People who suffer with opioid addiction across six states, including California, will be able to receive an antidote to overdose in free naloxone pens through a new pilot program from Kaleo, a pharmaceutical company.

Evzio, a type of naloxone, is an auto-injector that is designed to reverse an opioid overdose. It will also be available in Arizona, Colorado, Missouri, Nevada and Ohio.

Through Kaleo’s “virtual standing order” program patients with commercial insurance will call a soon to be available central phone number, talk to a pharmacist, and have Evzio sent to their home

Patients without commercial or government insurance who have a household income of less than $100,000 will be able to get the auto-injector free through Kaleo’s patient assistance program.

Kaleo plans to expand the program to other states

Native American tribes, and both federal and state governments can purchase two Evzio auto-injectors directly from Kaleo for $360 a pack

A new study by Kaiser Family Foundation released in April found it cost $2.6 billion to treat opioid addiction and overdoses in 2016. That’s a large increase from the $300 million it cost in 2004.

“Naloxone works very similar to the Epipen,” said Dr. Gary Tsai, MD, FAPA, FASAM, Medical Director and Science Officer, Substance Abuse Prevention and Control for the County of Los Angeles Department of Public Health.

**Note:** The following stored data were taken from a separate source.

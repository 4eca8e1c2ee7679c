//! Candidate wagers and their settlement state.
//!
//! A [`Bet`] carries two probabilities:
//!
//! - `marginal_prob` - the unconditional estimate supplied by the prediction
//!   layer. Immutable once the bet is constructed.
//! - `effective_prob` - the probability used for sizing. Starts equal to the
//!   marginal and is only ever changed by graph propagation when a parent
//!   bet settles.
//!
//! # State machine
//!
//! ```text
//! Unsettled ──settle(won)──▶ Won | Lost
//!     │
//!     └────parent rule────▶ Void
//! ```
//!
//! `Won`, `Lost` and `Void` are terminal for the effective probability. A void
//! bet may still record its own outcome so that it can gate its children.

use chrono::{DateTime, Utc};
use serde::Serialize;

use super::error::{self, DomainError};
use super::id::{BetId, EventId};

/// Default confidence in a probability estimate when none is supplied.
pub const DEFAULT_PROBABILITY_TRUST: f64 = 0.9;

/// Observable lifecycle state of a bet.
#[derive(Debug, Clone, Copy, PartialEq, Eq, Serialize)]
#[serde(rename_all = "snake_case")]
pub enum BetState {
    /// Outcome unknown; effective probability may still move.
    Unsettled,
    /// Settled as a winner.
    Won,
    /// Settled as a loser.
    Lost,
    /// Nullified by a parent's voiding rule.
    Void,
}

impl BetState {
    /// Returns true for states in which the effective probability is frozen.
    #[must_use]
    pub const fn is_terminal(self) -> bool {
        !matches!(self, Self::Unsettled)
    }
}

/// A single candidate wager.
#[derive(Debug, Clone, PartialEq, Serialize)]
pub struct Bet {
    id: BetId,
    event_id: EventId,
    market: String,
    selection: String,
    decimal_odds: f64,
    marginal_prob: f64,
    effective_prob: f64,
    probability_trust: f64,
    parent_ids: Vec<BetId>,
    outcome: Option<bool>,
    void: bool,
    settled_at: Option<DateTime<Utc>>,
}

impl Bet {
    /// Create a validated bet.
    ///
    /// The effective probability starts equal to `marginal_prob` and the
    /// probability trust defaults to [`DEFAULT_PROBABILITY_TRUST`].
    ///
    /// # Errors
    ///
    /// Returns [`DomainError::InvalidOdds`] if `decimal_odds <= 1.0` and
    /// [`DomainError::ProbabilityOutOfRange`] if `marginal_prob` is not in (0, 1).
    pub fn try_new(
        id: BetId,
        event_id: EventId,
        market: impl Into<String>,
        selection: impl Into<String>,
        decimal_odds: f64,
        marginal_prob: f64,
    ) -> Result<Self, DomainError> {
        if !decimal_odds.is_finite() || decimal_odds <= 1.0 {
            return Err(DomainError::InvalidOdds { odds: decimal_odds });
        }
        let marginal_prob = error::open_unit("marginal_prob", marginal_prob)?;

        Ok(Self {
            id,
            event_id,
            market: market.into(),
            selection: selection.into(),
            decimal_odds,
            marginal_prob,
            effective_prob: marginal_prob,
            probability_trust: DEFAULT_PROBABILITY_TRUST,
            parent_ids: Vec::new(),
            outcome: None,
            void: false,
            settled_at: None,
        })
    }

    /// Set the confidence in the probability estimate itself.
    ///
    /// # Errors
    ///
    /// Returns [`DomainError::TrustOutOfRange`] if `trust` is not in [0, 1].
    pub fn with_probability_trust(mut self, trust: f64) -> Result<Self, DomainError> {
        self.probability_trust = error::trust("probability_trust", trust)?;
        Ok(self)
    }

    #[must_use]
    pub const fn id(&self) -> &BetId {
        &self.id
    }

    #[must_use]
    pub const fn event_id(&self) -> &EventId {
        &self.event_id
    }

    #[must_use]
    pub fn market(&self) -> &str {
        &self.market
    }

    #[must_use]
    pub fn selection(&self) -> &str {
        &self.selection
    }

    #[must_use]
    pub const fn decimal_odds(&self) -> f64 {
        self.decimal_odds
    }

    /// Net odds `b = decimal_odds - 1`.
    #[must_use]
    pub fn net_odds(&self) -> f64 {
        self.decimal_odds - 1.0
    }

    #[must_use]
    pub const fn marginal_prob(&self) -> f64 {
        self.marginal_prob
    }

    #[must_use]
    pub const fn effective_prob(&self) -> f64 {
        self.effective_prob
    }

    #[must_use]
    pub const fn probability_trust(&self) -> f64 {
        self.probability_trust
    }

    /// Parents in the order their relationships were added.
    #[must_use]
    pub fn parent_ids(&self) -> &[BetId] {
        &self.parent_ids
    }

    #[must_use]
    pub const fn is_settled(&self) -> bool {
        self.outcome.is_some()
    }

    /// The recorded outcome, if the bet has settled.
    #[must_use]
    pub const fn won(&self) -> Option<bool> {
        self.outcome
    }

    #[must_use]
    pub const fn is_void(&self) -> bool {
        self.void
    }

    #[must_use]
    pub const fn settled_at(&self) -> Option<DateTime<Utc>> {
        self.settled_at
    }

    /// Current lifecycle state. Void takes precedence over a recorded outcome.
    #[must_use]
    pub const fn state(&self) -> BetState {
        if self.void {
            return BetState::Void;
        }
        match self.outcome {
            None => BetState::Unsettled,
            Some(true) => BetState::Won,
            Some(false) => BetState::Lost,
        }
    }

    /// Market-implied probability `1 / decimal_odds`.
    #[must_use]
    pub fn implied_prob(&self) -> f64 {
        1.0 / self.decimal_odds
    }

    /// Edge using the effective (conditional) probability.
    #[must_use]
    pub fn edge(&self) -> f64 {
        self.effective_prob - self.implied_prob()
    }

    /// Expected value per unit staked using the effective probability.
    #[must_use]
    pub fn expected_value(&self) -> f64 {
        self.effective_prob * self.net_odds() - (1.0 - self.effective_prob)
    }

    /// Returns true if the edge meets `min_edge`.
    #[must_use]
    pub fn is_value(&self, min_edge: f64) -> bool {
        self.edge() >= min_edge
    }

    pub(crate) fn set_effective_prob(&mut self, prob: f64) {
        self.effective_prob = prob;
    }

    pub(crate) fn push_parent(&mut self, parent: BetId) {
        if !self.parent_ids.contains(&parent) {
            self.parent_ids.push(parent);
        }
    }

    pub(crate) fn inherit_parents(&mut self, parents: Vec<BetId>) {
        self.parent_ids = parents;
    }

    pub(crate) fn mark_void(&mut self) {
        self.void = true;
    }

    pub(crate) fn settle(&mut self, won: bool) {
        self.outcome = Some(won);
        self.settled_at = Some(Utc::now());
    }
}

#[cfg(test)]
mod tests {
    use super::*;

    fn bet(odds: f64, prob: f64) -> Bet {
        Bet::try_new(
            BetId::from("a"),
            EventId::from("g1"),
            "moneyline",
            "home",
            odds,
            prob,
        )
        .unwrap()
    }

    #[test]
    fn effective_prob_starts_at_marginal() {
        let b = bet(1.91, 0.56);
        assert_eq!(b.effective_prob(), 0.56);
        assert_eq!(b.state(), BetState::Unsettled);
    }

    #[test]
    fn edge_and_expected_value_use_effective_prob() {
        let mut b = bet(2.0, 0.5);
        b.set_effective_prob(0.625);
        assert_eq!(b.edge(), 0.125);
        assert_eq!(b.expected_value(), 0.25);
        assert!(b.is_value(0.125));
        assert!(!b.is_value(0.13));
    }

    #[test]
    fn rejects_odds_at_or_below_one() {
        let err = Bet::try_new(BetId::from("a"), EventId::from("g"), "m", "s", 1.0, 0.5);
        assert_eq!(err, Err(DomainError::InvalidOdds { odds: 1.0 }));
    }

    #[test]
    fn rejects_degenerate_marginal() {
        let err = Bet::try_new(BetId::from("a"), EventId::from("g"), "m", "s", 2.0, 1.0);
        assert!(matches!(
            err,
            Err(DomainError::ProbabilityOutOfRange {
                field: "marginal_prob",
                ..
            })
        ));
    }

    #[test]
    fn rejects_trust_above_one() {
        let err = bet(2.0, 0.5).with_probability_trust(1.5);
        assert!(matches!(err, Err(DomainError::TrustOutOfRange { .. })));
    }

    #[test]
    fn void_state_wins_over_outcome() {
        let mut b = bet(2.0, 0.5);
        b.settle(true);
        assert_eq!(b.state(), BetState::Won);
        b.mark_void();
        assert_eq!(b.state(), BetState::Void);
        assert_eq!(b.won(), Some(true));
        assert!(b.state().is_terminal());
    }

    #[test]
    fn push_parent_ignores_duplicates() {
        let mut b = bet(2.0, 0.5);
        b.push_parent(BetId::from("p"));
        b.push_parent(BetId::from("p"));
        assert_eq!(b.parent_ids().len(), 1);
    }
}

“The Epipen is for someone who has a serious life-threatening allergic reaction to a bee sting, for example. You can administer it and, within a matter of seconds or a minute, you reverse that life-threatening event.”

There is no doubt that naloxone saves lives “so, from that perspective, the benefits greatly outweigh the risks,” said Tsai.

“From a population health perspective, within the context of the opioid epidemic, it’s something that we want to make available as readily as possible,” said Tsai.

An average of 115 Americans die each day from opioid overdoses, according to the Centers for Disease Control and Prevention. That adds up to more than 42,000 people in 2016 alone.  

“In places that have been really hard hit by the opioid epidemic, I would think the goal is to make it as at least as readily available as AED (Automated External Defibrillator) devices,” said Tsai.

If a person overdoses, they will not be able to administer naloxone to himself so Tsai said “it’s important that people, not only people who are at risk themselves have access to naloxone, but also their friends and families,” he said.

“I don’t see a lot of concern with having the medication being more widely available,” said Tsai.